29 April 2021, the Government launched a consultation on the design of a new residential property developer tax (RPDT) to be introduced as part of its Building Safety Package. It is proposed that RPDT would be included in the next Finance Bill, and that it would apply from 1 April 2022, to profits recognised in accounting periods ending on or after that date (with a deemed period ending on 31 March).
In our response to this consultation, we have focused on the issues arising around build to rent (BTR) and purpose-built student accommodation (PBSA) asset classes, as we believe these raise the greatest issue in terms of policy design. In our detailed comments we address four areas of concern regarding the proposed design of the tax:
- Issues of fairness with a tax which, in some cases, would apply a tax liability where the taxpayer does not have a receipt of funds in order to settle the liability
- Risk of discrimination between business models due to the ‘one size fits all approach’. This can only be mitigated by accepting an increase in the complexity of the tax
- Poor tailoring of the proposal to key sectors with its scope. The proposal does not accurately reflect the development lifecycle of UK residential property and the different types of build and sale arrangements
- Concern that the proposal does not align with existing tax principles
If you would like to discuss our response to this consultation, please get in touch with Russell Gardner, whose details are at the base of this newsletter, or your usual EY contact.
Other UK developments
The Government announced in February 2021 that, as part of its Building Safety Package, it intended to introduce a new levy that would apply when a developer seeks permission to develop high-rise buildings in England (the ‘Gateway 2’ levy). Powers to create and set the terms of the levy are included in the Building Safety Bill, which was introduced to Parliament on 5 July 2021.
On 21 July, the Government launched a consultation on the Gateway 2 levy. The consultation, which is open until 15 October 2021, requests views on the design of the levy, and evidence of possible impacts on housing supply and regeneration, and the housebuilding industry.
The Gateway 2 levy will be separate from, but sit alongside, the new RPDT which is discussed above.
As a reminder, the Franked Investment Income Group Litigation Order (FII GLO) considers the claim that the previous UK dividend taxation regime, by differentiating between dividends from UK companies and those from EU companies, breached the freedoms of establishment and movement of capital in the EC Treaty.
The most recent decision in the Supreme Court was handed down on 23 July 2021 and covers appeals from the 2016 Court of Appeal judgment and the 2010 Court of Appeal judgment. The issues covered in the judgment included both issues of principle and issues relating to the quantification of the Claimants’ claims.

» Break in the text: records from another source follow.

// ===== Next / Previous =====

#[test]
fn three_track_walk_with_repeat() {
    let mut h = Harness::new();
    h.controller.play_queue(
        vec![
            direct_track("A", 180),
            direct_track("B", 200),
            direct_track("C", 150),
        ],
        0,
    );
    h.element_ready(180.0);

    h.controller.next();
    h.element_ready(200.0);
    h.controller.next();
    h.element_ready(150.0);
    assert_eq!(current_id(&h).as_deref(), Some("C"));

    h.element_time(40.0);
    h.controller.next();
    assert_eq!(current_id(&h).as_deref(), Some("C"));
    assert!(!h.controller.is_playing());
    assert_eq!(h.controller.state(), PlaybackState::Idle);
    assert!(!h.element.borrow().playing);

    h.controller.toggle_repeat();
    h.controller.next();
    assert_eq!(current_id(&h).as_deref(), Some("A"));
    assert_eq!(h.controller.position(), Duration::ZERO);
    assert!(h.controller.is_playing());
}

#[test]
fn previous_clamps_at_first_entry() {
    let mut h = Harness::new();
    h.controller.play_queue(
        vec![
            direct_track("a", 100),
            direct_track("b", 100),
            direct_track("c", 100),
        ],
        0,
    );
    h.element_ready(100.0);

    for _ in 0..3 {
        h.controller.previous();
        assert_eq!(current_id(&h).as_deref(), Some("a"));
        assert!(h.controller.is_playing());
        assert_eq!(h.controller.position(), Duration::ZERO);
    }
}

#[test]
fn previous_goes_back_even_mid_track_by_default() {
    let mut h = Harness::new();
    h.controller
        .play_queue(vec![direct_track("a", 100), direct_track("b", 100)], 1);
    h.element_ready(100.0);
    h.element_time(50.0);

    h.controller.previous();
    assert_eq!(current_id(&h).as_deref(), Some("a"));
}

#[test]
fn previous_restarts_past_threshold() {
    let mut h = Harness::with_config(PlaybackConfig {
        previous_restart_threshold_secs: Some(3),
        ..PlaybackConfig::default()
    });
    h.controller
        .play_queue(vec![direct_track("a", 100), direct_track("b", 100)], 1);
    h.element_ready(100.0);
    h.element_time(10.0);

    h.controller.previous();
    assert_eq!(current_id(&h).as_deref(), Some("b"));
    assert_eq!(h.controller.position(), Duration::ZERO);
    assert_eq!(h.element.borrow().seeks.last(), Some(&0.0));

    h.controller.previous();
    assert_eq!(current_id(&h).as_deref(), Some("a"));
}

#[test]
fn next_and_previous_on_empty_queue_are_noops() {
    let mut h = Harness::new();
    h.controller.next();
    h.controller.previous();

    assert_eq!(h.controller.state(), PlaybackState::Idle);
    assert!(h.controller.drain_events().is_empty());
}

#[test]
fn ended_advances_to_next_entry() {
    let mut h = Harness::new();
    h.controller
        .play_queue(vec![direct_track("a", 100), direct_track("b", 100)], 0);
    h.element_ready(100.0);
    h.controller.drain_events();

    h.element_event(ElementSignal::Ended);

    assert_eq!(current_id(&h).as_deref(), Some("b"));
    assert_eq!(h.controller.state(), PlaybackState::Loading);
    assert!(h.controller.is_playing());

    let events = h.controller.drain_events();
    assert!(events.contains(&PlaybackEvent::TrackFinished {
        track_id: "a".to_string()
    }));
    assert!(events.contains(&PlaybackEvent::TrackChanged {
        track_id: Some("b".to_string()),
        previous_track_id: Some("a".to_string()),
    }));
}

#[test]
fn ended_on_last_entry_stops_and_play_restarts() {
    let mut h = Harness::new();
    h.controller.play_track(direct_track("a", 100));
    h.element_ready(100.0);

    h.element_event(ElementSignal::Ended);
    assert_eq!(h.controller.state(), PlaybackState::Idle);
    assert!(!h.controller.is_playing());
    assert_eq!(current_id(&h).as_deref(), Some("a"));

    // A late pause echo does not leave Idle
    h.element_event(ElementSignal::Paused);
    assert_eq!(h.controller.state(), PlaybackState::Idle);

    h.controller.toggle_play_pause();
    assert_eq!(h.controller.state(), PlaybackState::Loading);
    assert_eq!(h.element.borrow().sources_loaded, 2);
}

#[test]
fn shuffled_walk_visits_every_track_once() {
    let mut h = Harness::new();
    let tracks: Vec<_> = (0..6).map(|i| direct_track(&i.to_string(), 100)).collect();
    h.controller.play_queue(tracks, 0);
    h.element_ready(100.0);

    h.controller.toggle_shuffle();
    assert!(h.controller.snapshot().shuffle);
    assert_eq!(current_id(&h).as_deref(), Some("0"));

    let mut seen = vec![current_id(&h).unwrap()];
    for _ in 0..10 {
        h.controller.next();
        if h.controller.state() == PlaybackState::Idle {
            break;
        }
        seen.push(current_id(&h).unwrap());
        h.element_ready(100.0);
    }

    seen.sort();
    assert_eq!(seen, vec!["0", "1", "2", "3", "4", "5"]);
}

// ===== Seek & Volume =====

#[test]
fn seek_updates_position_immediately() {
    let mut h = Harness::new();
    h.controller.play_track(direct_track("a", 180));
    h.element_ready(180.0);

    h.controller.seek_to(secs(42));
    assert_eq!(h.controller.position(), secs(42));
    assert_eq!(h.element.borrow().seeks, vec![42.0]);

    h.controller.seek_to(secs(500));
    assert_eq!(h.controller.position(), secs(180));
}

#[test]
fn seek_without_track_is_ignored() {
    let mut h = Harness::new();
    h.controller.seek_to(secs(10));
    assert_eq!(h.controller.position(), Duration::ZERO);
}

#[test]
fn volume_without_track_applies_at_next_ready() {
    let mut h = Harness::new();
    h.controller.set_volume(35);
    assert_eq!(h.controller.snapshot().volume, 35);

    h.controller.play_track(direct_track("a", 100));
    h.element_ready(100.0);
    assert!((h.element.borrow().volume - 0.35).abs() < 1e-9);

    h.controller.play_track(embedded_track("v", 100));
    h.player_ready(100.0);
    assert_eq!(h.last_player().borrow().volume, Some(35));
}

#[test]
fn volume_is_clamped() {
    let mut h = Harness::new();
    h.controller.set_volume(240);
    assert_eq!(h.controller.volume(), 100);
}

#[test]
fn mute_silences_without_losing_level() {
    let mut h = Harness::new();
    h.controller.play_track(direct_track("a", 100));
    h.element_ready(100.0);
    h.controller.set_volume(60);

    h.controller.toggle_mute();
    assert_eq!(h.element.borrow().volume, 0.0);
    assert!(h.controller.snapshot().muted);
    assert_eq!(h.controller.snapshot().volume, 60);

    h.controller.toggle_mute();
    assert!((h.element.borrow().volume - 0.6).abs() < 1e-9);
}

#[test]
fn duration_is_recaptured() {
    let mut h = Harness::new();
    h.controller.play_track(direct_track("a", 1));
    assert_eq!(h.controller.duration(), secs(1));

    h.element_ready(200.0);
    assert_eq!(h.controller.duration(), secs(200));

    h.element.borrow_mut().duration = 210.0;
    h.element_event(ElementSignal::DurationChanged);
    assert_eq!(h.controller.duration(), secs(210));
}

#[test]
fn lyrics_follow_position() {
    let mut h = Harness::new();
    let mut track = direct_track("a", 100);
    track.lyrics = vec![cadence_playback::LyricLine {
        start: secs(5),
        end: secs(10),
        text: "hello".to_string(),
    }];
    h.controller.play_track(track);
    h.element_ready(100.0);

    assert!(h.controller.current_lyric().is_none());
    h.element_time(6.0);
    assert_eq!(h.controller.current_lyric().unwrap().text, "hello");
}

// ===== Queue Hygiene =====

#[test]
fn removing_current_keeps_it_playing() {
    let mut h = Harness::new();
    h.controller.play_queue(
        vec![
            direct_track("a", 100),
            direct_track("b", 100),
            direct_track("c", 100),
        ],
        1,
    );
    h.element_ready(100.0);

    assert!(h.controller.remove_from_queue("b"));
    assert_eq!(h.controller.queue().len(), 2);
    assert_eq!(current_id(&h).as_deref(), Some("b"));
    assert!(h.controller.is_playing());
    assert!(h.element.borrow().playing);

    h.controller.next();
    assert_eq!(current_id(&h).as_deref(), Some("c"));
}

#[test]
fn removing_unknown_id_returns_false() {
    let mut h = Harness::new();
    h.controller.play_track(direct_track("a", 100));
    assert!(!h.controller.remove_from_queue("zzz"));
    assert_eq!(h.controller.queue().len(), 1);
}

#[test]
fn removing_last_entry_stops_playback() {
    let mut h = Harness::new();
    h.controller.play_track(direct_track("a", 100));
    h.element_ready(100.0);

    assert!(h.controller.remove_from_queue("a"));

    assert!(h.controller.queue().is_empty());
    assert!(h.controller.current_track().is_none());
    assert!(!h.controller.is_playing());
    assert_eq!(h.controller.state(), PlaybackState::Idle);
    assert!(h.element.borrow().source.is_none());
}

#[test]
fn clear_queue_tears_everything_down() {
    let mut h = Harness::new();
    h.controller
        .play_queue(vec![direct_track("a", 100), direct_track("b", 100)], 0);
    h.element_ready(100.0);
    let stale = h.element_sink();

    h.controller.clear_queue();

    let snapshot = h.controller.snapshot();
    assert!(snapshot.current_track.is_none());
    assert!(!snapshot.is_playing);
    assert_eq!(snapshot.state, PlaybackState::Idle);
    assert!(h.controller.queue().is_empty());
    assert!(h.element.borrow().source.is_none());
    assert!(h.element.borrow().sink.is_none());

    h.element.borrow_mut().time = 77.0;
    stale.element(ElementSignal::TimeUpdate);
    h.pump();
    assert_eq!(h.controller.position(), Duration::ZERO);
}

// ===== Failures =====

#[test]
fn play_rejection_leaves_paused_on_same_track() {
    let mut h = Harness::new();
    h.controller.play_track(direct_track("a", 100));
    h.element_ready(100.0);
    h.controller.drain_events();

    h.element_event(ElementSignal::PlayRejected("NotAllowedError".to_string()));

    let snapshot = h.controller.snapshot();
    assert!(!snapshot.is_playing);
    assert_eq!(snapshot.state, PlaybackState::Paused);
    assert_eq!(snapshot.current_track.unwrap().id, "a");

    let events = h.controller.drain_events();
    assert!(events.iter().any(|e| matches!(
        e,
        PlaybackEvent::Error { track_id: Some(id), message } if id == "a" && message.contains("NotAllowedError")
    )));

    // Retry is just pressing play
    h.controller.toggle_play_pause();
    assert!(h.controller.is_playing());
    assert_eq!(h.element.borrow().play_calls, 2);
}

#[test]
fn media_error_before_ready_reloads_on_retry() {
    let mut h = Harness::new();
    h.controller.play_track(direct_track("a", 100));

    h.element_event(ElementSignal::Error("network".to_string()));
    assert!(!h.controller.is_playing());
    assert_eq!(h.controller.state(), PlaybackState::Paused);

    h.controller.toggle_play_pause();
    assert_eq!(h.controller.state(), PlaybackState::Loading);
    assert_eq!(h.element.borrow().sources_loaded, 2);
}

#[test]
fn failures_are_not_retried_automatically() {
    let mut h = Harness::new();
    h.controller
        .play_queue(vec![direct_track("a", 100), direct_track("b", 100)], 0);
    h.element_ready(100.0);

    h.element_event(ElementSignal::Error("decode".to_string()));

    assert_eq!(current_id(&h).as_deref(), Some("a"));
    assert_eq!(h.element.borrow().sources_loaded, 1);
    assert_eq!(h.element.borrow().play_calls, 1);
}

In respect to interest for the periods when the Claimants paid tax prematurely, the Supreme Court rejected the Claimants’ arguments that HMRC should be barred from being able to challenge the award of compound interest. It then went on to hold that the interest in question should be calculated on a simple interest basis under section 85 of the Finance Act 2019 (with a six-year limitation period). The Court highlighted that although EU law confers a right to the payment of interest, it does not prescribe a period of limitation and that, following Prudential, claims to interest are not restitutionary in nature.

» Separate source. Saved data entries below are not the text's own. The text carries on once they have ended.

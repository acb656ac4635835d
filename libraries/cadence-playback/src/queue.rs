//! Play queue
//!
//! Ordered tracks plus a pointer to the current entry. Owns next/previous
//! resolution and, when shuffle is on, the randomized traversal order.
//!
//! ```text
//! tracks (insertion order):  [A, B, C, D]
//! order  (shuffle on):       [2, 0, 3, 1]   -> C, A, D, B
//! cursor:                    At(1)          -> current = A
//! ```
//!
//! The cursor is a position in traversal order, not a track index, so the same
//! resolution code serves both shuffled and unshuffled playback.

use crate::shuffle::shuffled_order;
use crate::types::{ShuffleStrategy, Track};

/// Position of the current entry in traversal order
#[derive(Debug, Clone, Copy, PartialEq, Eq)]
enum Cursor {
    /// Nothing selected
    None,

    /// Entry at this traversal position is current
    At(usize),

    /// The current entry was removed; the entry now occupying this traversal
    /// position is the one that followed it
    Detached(usize),
}

/// Result of removing a track from the queue
#[derive(Debug, Clone, PartialEq)]
pub struct RemovedTrack {
    /// The removed track
    pub track: Track,

    /// Whether the removed entry was the current one
    pub was_current: bool,
}

/// Play queue
#[derive(Debug, Clone)]
pub struct Queue {
    /// Tracks in insertion order
    tracks: Vec<Track>,

    /// Shuffled traversal order (indices into `tracks`), `None` when shuffle is off
    order: Option<Vec<usize>>,

    cursor: Cursor,

    strategy: ShuffleStrategy,
}

impl Queue {
    /// Create new empty queue
    pub fn new() -> Self {
        Self::with_strategy(ShuffleStrategy::Random)
    }

    /// Create new empty queue using `strategy` whenever shuffle is enabled
    pub fn with_strategy(strategy: ShuffleStrategy) -> Self {
        Self {
            tracks: Vec::new(),
            order: None,
            cursor: Cursor::None,
            strategy,
        }
    }

    // ===== Mutation =====

    /// Append a track unless one with the same id is already queued
    ///
    /// Returns `true` if the track was added. Never changes the current entry.
    pub fn enqueue(&mut self, track: Track) -> bool {
        if self.contains(&track.id) {
            return false;
        }

        self.tracks.push(track);
        if let Some(order) = self.order.as_mut() {
            order.push(self.tracks.len() - 1);
        }
        true
    }

    /// Replace the whole queue and select `start_index`
    ///
    /// No-op returning `None` if `tracks` is empty. Duplicate ids are kept
    /// as given. An out-of-range `start_index` selects the last entry.
    /// Returns the index of the new current entry.
    pub fn replace(&mut self, tracks: Vec<Track>, start_index: usize) -> Option<usize> {
        if tracks.is_empty() {
            return None;
        }

        let start = start_index.min(tracks.len() - 1);
        self.tracks = tracks;

        if self.order.is_some() {
            self.order = Some(shuffled_order(&self.tracks, Some(start), self.strategy));
            self.cursor = Cursor::At(0);
        } else {
            self.cursor = Cursor::At(start);
        }

        Some(start)
    }

    /// Remove the first entry whose id matches
    ///
    /// At most one entry is removed even if ids are duplicated. Removing the
    /// current entry does not advance; the cursor is detached so the next
    /// resolution continues with the entry that followed it.
    pub fn remove_by_id(&mut self, id: &str) -> Option<RemovedTrack> {
        let index = self.tracks.iter().position(|t| t.id == id)?;
        let position = self.position_of_index(index)?;
        let track = self.tracks.remove(index);

        if let Some(order) = self.order.as_mut() {
            order.remove(position);
            for entry in order.iter_mut() {
                if *entry > index {
                    *entry -= 1;
                }
            }
        }

        let was_current = self.cursor == Cursor::At(position);
        self.cursor = match self.cursor {
            _ if self.tracks.is_empty() => Cursor::None,
            Cursor::At(p) if p == position => Cursor::Detached(p),
            Cursor::At(p) if position < p => Cursor::At(p - 1),
            Cursor::Detached(p) if position < p => Cursor::Detached(p - 1),
            other => other,
        };

        Some(RemovedTrack { track, was_current })
    }

    /// Clear entire queue
    pub fn clear(&mut self) {
        self.tracks.clear();
        if let Some(order) = self.order.as_mut() {
            order.clear();
        }
        self.cursor = Cursor::None;
    }

    /// Make the track at `index` (insertion order) current
    pub fn set_current(&mut self, index: usize) -> Option<&Track> {
        let position = self.position_of_index(index)?;
        self.cursor = Cursor::At(position);
        self.tracks.get(index)
    }

    /// Turn shuffled traversal on or off
    ///
    /// Turning it on pins the current entry first and shuffles the rest.
    /// Turning it off resumes insertion order from the current entry.
    pub fn set_shuffle(&mut self, enabled: bool) {
        match (enabled, self.order.take()) {
            (true, None) => {
                let order = shuffled_order(&self.tracks, self.current_index(), self.strategy);
                self.cursor = match self.cursor {
                    Cursor::At(_) => Cursor::At(0),
                    Cursor::Detached(_) => Cursor::Detached(0),
                    Cursor::None => Cursor::None,
                };
                self.order = Some(order);
            }
            (false, Some(order)) => {
                self.cursor = match self.cursor {
                    Cursor::At(p) => Cursor::At(order[p]),
                    Cursor::Detached(p) => Cursor::Detached(order.get(p).copied().unwrap_or(order.len())),
                    Cursor::None => Cursor::None,
                };
            }
            (_, order) => self.order = order,
        }
    }

    /// Change the algorithm used the next time shuffle is enabled
    pub fn set_strategy(&mut self, strategy: ShuffleStrategy) {
        self.strategy = strategy;
    }

    // ===== Resolution =====

    /// Index of the track that follows the current one
    ///
    /// At the last entry, wraps to the first when `repeat` is set, otherwise
    /// returns `None` (playback should stop). With no current entry, the first
    /// entry is next.
    pub fn resolve_next(&self, repeat: bool) -> Option<usize> {
        if self.tracks.is_empty() {
            return None;
        }

        let candidate = match self.cursor {
            Cursor::At(p) => p + 1,
            Cursor::Detached(p) => p,
            Cursor::None => 0,
        };

        if candidate < self.tracks.len() {
            Some(self.index_at(candidate))
        } else if repeat {
            Some(self.index_at(0))
        } else {
            None
        }
    }

    /// Index of the track before the current one
    ///
    /// Clamps at the first entry: never wraps and never returns `None` for a
    /// non-empty queue.
    pub fn resolve_previous(&self) -> Option<usize> {
        if self.tracks.is_empty() {
            return None;
        }

        let position = match self.cursor {
            Cursor::At(p) | Cursor::Detached(p) => p.saturating_sub(1),
            Cursor::None => 0,
        };

        Some(self.index_at(position.min(self.tracks.len() - 1)))
    }

    // ===== Queries =====

    /// Index (insertion order) of the current entry
    pub fn current_index(&self) -> Option<usize> {
        match self.cursor {
            Cursor::At(p) => Some(self.index_at(p)),
            Cursor::Detached(_) | Cursor::None => None,
        }
    }

    /// Current entry
    pub fn current(&self) -> Option<&Track> {
        self.current_index().and_then(|i| self.tracks.get(i))
    }

    /// Index of the first entry with this id
    pub fn position_of(&self, id: &str) -> Option<usize> {
        self.tracks.iter().position(|t| t.id == id)
    }

    /// Whether any entry has this id
    pub fn contains(&self, id: &str) -> bool {
        self.position_of(id).is_some()
    }

    /// Track at index (insertion order)
    pub fn get(&self, index: usize) -> Option<&Track> {
        self.tracks.get(index)
    }

    /// All tracks in insertion order
    pub fn tracks(&self) -> &[Track] {
        &self.tracks
    }

    /// Tracks that will play after the current one, in traversal order
    pub fn upcoming(&self) -> Vec<&Track> {
        let from = match self.cursor {
            Cursor::At(p) => p + 1,
            Cursor::Detached(p) => p,
            Cursor::None => 0,
        };

        (from..self.tracks.len())
            .map(|p| &self.tracks[self.index_at(p)])
            .collect()
    }

    /// Total number of tracks in queue
    pub fn len(&self) -> usize {
        self.tracks.len()
    }

    /// Check if queue is empty
    pub fn is_empty(&self) -> bool {
        self.tracks.is_empty()
    }

    /// Check if traversal is shuffled
    pub fn is_shuffled(&self) -> bool {
        self.order.is_some()
    }

    fn index_at(&self, position: usize) -> usize {
        match &self.order {
            Some(order) => order[position],
            None => position,
        }
    }

    fn position_of_index(&self, index: usize) -> Option<usize> {
        if index >= self.tracks.len() {
            return None;
        }
        match &self.order {
            Some(order) => order.iter().position(|&i| i == index),
            None => Some(index),
        }
    }
}

impl Default for Queue {
    fn default() -> Self {
        Self::new()
    }
}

In relation to the set off of double taxation relief (DTR), the Court considered the position where order of the utilisation of various reliefs by the Claimants, including double taxation relief, had the effect that DTR was not fully utilised and was consequently lost. The Court has granted the Claimants’ appeal, noting that it was clear that the DTR provisions, in preventing the carrying forward of unused DTR, gave rise to indirect economic double taxation and a difference in treatment as between domestic-source and foreign-source dividends in breach of EU law.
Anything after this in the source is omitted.